Dataset excerpts
----
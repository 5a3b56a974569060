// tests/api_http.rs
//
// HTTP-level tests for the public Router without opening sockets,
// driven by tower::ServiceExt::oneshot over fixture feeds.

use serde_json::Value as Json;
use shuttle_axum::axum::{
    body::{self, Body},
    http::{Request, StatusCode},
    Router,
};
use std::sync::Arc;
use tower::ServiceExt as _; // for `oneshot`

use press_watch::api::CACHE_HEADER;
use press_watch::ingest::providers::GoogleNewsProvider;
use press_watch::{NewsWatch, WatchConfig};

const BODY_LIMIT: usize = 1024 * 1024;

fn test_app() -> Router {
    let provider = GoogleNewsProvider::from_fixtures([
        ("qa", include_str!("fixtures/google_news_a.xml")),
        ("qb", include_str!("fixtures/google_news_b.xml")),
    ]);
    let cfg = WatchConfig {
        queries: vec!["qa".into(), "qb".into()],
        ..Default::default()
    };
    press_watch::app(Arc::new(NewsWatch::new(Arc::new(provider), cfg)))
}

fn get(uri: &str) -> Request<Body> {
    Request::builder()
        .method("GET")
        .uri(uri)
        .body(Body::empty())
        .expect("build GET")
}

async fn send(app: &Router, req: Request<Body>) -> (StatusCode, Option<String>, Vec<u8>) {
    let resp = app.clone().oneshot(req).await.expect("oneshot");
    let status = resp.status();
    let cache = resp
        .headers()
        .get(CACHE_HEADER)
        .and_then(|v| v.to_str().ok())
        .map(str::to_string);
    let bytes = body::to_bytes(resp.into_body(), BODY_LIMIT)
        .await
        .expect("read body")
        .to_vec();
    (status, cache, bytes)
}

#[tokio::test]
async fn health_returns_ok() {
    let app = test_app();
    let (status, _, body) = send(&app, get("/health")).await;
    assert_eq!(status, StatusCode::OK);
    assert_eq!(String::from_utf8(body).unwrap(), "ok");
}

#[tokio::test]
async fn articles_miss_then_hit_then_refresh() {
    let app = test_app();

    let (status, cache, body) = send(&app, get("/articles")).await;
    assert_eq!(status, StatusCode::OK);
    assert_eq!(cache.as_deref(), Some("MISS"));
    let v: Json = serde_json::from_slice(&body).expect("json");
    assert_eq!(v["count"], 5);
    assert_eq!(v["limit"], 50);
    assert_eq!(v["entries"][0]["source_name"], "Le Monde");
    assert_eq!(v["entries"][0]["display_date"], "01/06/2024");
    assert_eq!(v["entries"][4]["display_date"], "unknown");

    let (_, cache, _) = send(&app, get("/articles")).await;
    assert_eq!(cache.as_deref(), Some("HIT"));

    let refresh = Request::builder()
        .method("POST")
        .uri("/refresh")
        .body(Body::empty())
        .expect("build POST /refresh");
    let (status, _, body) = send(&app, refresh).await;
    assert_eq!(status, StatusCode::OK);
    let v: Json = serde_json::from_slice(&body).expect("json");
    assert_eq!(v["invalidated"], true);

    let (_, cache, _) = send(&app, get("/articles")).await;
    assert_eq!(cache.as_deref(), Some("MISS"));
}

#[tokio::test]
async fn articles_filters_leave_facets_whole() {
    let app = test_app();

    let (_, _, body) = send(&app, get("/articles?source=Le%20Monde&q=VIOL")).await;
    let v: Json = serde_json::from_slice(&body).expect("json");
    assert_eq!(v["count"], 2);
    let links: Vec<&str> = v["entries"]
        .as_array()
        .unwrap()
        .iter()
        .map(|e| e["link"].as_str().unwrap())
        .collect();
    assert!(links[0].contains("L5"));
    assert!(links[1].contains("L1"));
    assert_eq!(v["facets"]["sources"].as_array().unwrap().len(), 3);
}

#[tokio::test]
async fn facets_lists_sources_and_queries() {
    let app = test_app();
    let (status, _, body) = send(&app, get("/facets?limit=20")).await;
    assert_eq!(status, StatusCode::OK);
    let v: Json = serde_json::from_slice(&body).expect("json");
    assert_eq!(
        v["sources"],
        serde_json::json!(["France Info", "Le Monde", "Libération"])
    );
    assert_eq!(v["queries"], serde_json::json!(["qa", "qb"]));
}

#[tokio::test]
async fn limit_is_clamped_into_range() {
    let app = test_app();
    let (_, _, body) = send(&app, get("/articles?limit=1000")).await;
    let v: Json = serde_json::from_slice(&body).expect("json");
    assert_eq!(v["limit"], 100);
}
----
**PROBLEM DETAILS:**
Retype every line above with nothing changed.

**FINISHED EXERCISE:**
repository 5a3b56a974569060
// tests/api_http.rs
//
// HTTP-level tests for the public Router without opening sockets,
// driven by tower::ServiceExt::oneshot over fixture feeds.

use serde_json::Value as Json;
use shuttle_axum::axum::{
    body::{self, Body},
    http::{Request, StatusCode},
    Router,
};
use std::sync::Arc;
use tower::ServiceExt as _; // for `oneshot`

use press_watch::api::CACHE_HEADER;
use press_watch::ingest::providers::GoogleNewsProvider;
use press_watch::{NewsWatch, WatchConfig};

const BODY_LIMIT: usize = 1024 * 1024;

fn test_app() -> Router {
    let provider = GoogleNewsProvider::from_fixtures([
        ("qa", include_str!("fixtures/google_news_a.xml")),
        ("qb", include_str!("fixtures/google_news_b.xml")),
    ]);
    let cfg = WatchConfig {
        queries: vec!["qa".into(), "qb".into()],
        ..Default::default()
    };
    press_watch::app(Arc::new(NewsWatch::new(Arc::new(provider), cfg)))
}

fn get(uri: &str) -> Request<Body> {
    Request::builder()
        .method("GET")
        .uri(uri)
        .body(Body::empty())
        .expect("build GET")
}

async fn send(app: &Router, req: Request<Body>) -> (StatusCode, Option<String>, Vec<u8>) {
    let resp = app.clone().oneshot(req).await.expect("oneshot");
    let status = resp.status();
    let cache = resp
        .headers()
        .get(CACHE_HEADER)
        .and_then(|v| v.to_str().ok())
        .map(str::to_string);
    let bytes = body::to_bytes(resp.into_body(), BODY_LIMIT)
        .await
        .expect("read body")
        .to_vec();
    (status, cache, bytes)
}

#[tokio::test]
async fn health_returns_ok() {
    let app = test_app();
    let (status, _, body) = send(&app, get("/health")).await;
    assert_eq!(status, StatusCode::OK);
    assert_eq!(String::from_utf8(body).unwrap(), "ok");
}

#[tokio::test]
async fn articles_miss_then_hit_then_refresh() {
    let app = test_app();

    let (status, cache, body) = send(&app, get("/articles")).await;
    assert_eq!(status, StatusCode::OK);
    assert_eq!(cache.as_deref(), Some("MISS"));
    let v: Json = serde_json::from_slice(&body).expect("json");
    assert_eq!(v["count"], 5);
    assert_eq!(v["limit"], 50);
    assert_eq!(v["entries"][0]["source_name"], "Le Monde");
    assert_eq!(v["entries"][0]["display_date"], "01/06/2024");
    assert_eq!(v["entries"][4]["display_date"], "unknown");

    let (_, cache, _) = send(&app, get("/articles")).await;
    assert_eq!(cache.as_deref(), Some("HIT"));

    let refresh = Request::builder()
        .method("POST")
        .uri("/refresh")
        .body(Body::empty())
        .expect("build POST /refresh");
    let (status, _, body) = send(&app, refresh).await;
    assert_eq!(status, StatusCode::OK);
    let v: Json = serde_json::from_slice(&body).expect("json");
    assert_eq!(v["invalidated"], true);

    let (_, cache, _) = send(&app, get("/articles")).await;
    assert_eq!(cache.as_deref(), Some("MISS"));
}

#[tokio::test]
async fn articles_filters_leave_facets_whole() {
    let app = test_app();

    let (_, _, body) = send(&app, get("/articles?source=Le%20Monde&q=VIOL")).await;
    let v: Json = serde_json::from_slice(&body).expect("json");
    assert_eq!(v["count"], 2);
    let links: Vec<&str> = v["entries"]
        .as_array()
        .unwrap()
        .iter()
        .map(|e| e["link"].as_str().unwrap())
        .collect();
    assert!(links[0].contains("L5"));
    assert!(links[1].contains("L1"));
    assert_eq!(v["facets"]["sources"].as_array().unwrap().len(), 3);
}

#[tokio::test]
async fn facets_lists_sources_and_queries() {
    let app = test_app();
    let (status, _, body) = send(&app, get("/facets?limit=20")).await;
    assert_eq!(status, StatusCode::OK);
    let v: Json = serde_json::from_slice(&body).expect("json");
    assert_eq!(
        v["sources"],
        serde_json::json!(["France Info", "Le Monde", "Libération"])
    );
    assert_eq!(v["queries"], serde_json::json!(["qa", "qb"]));
}

#[tokio::test]
async fn limit_is_clamped_into_range() {
    let app = test_app();
    let (_, _, body) = send(&app, get("/articles?limit=1000")).await;
    let v: Json = serde_json::from_slice(&body).expect("json");
    assert_eq!(v["limit"], 100);
}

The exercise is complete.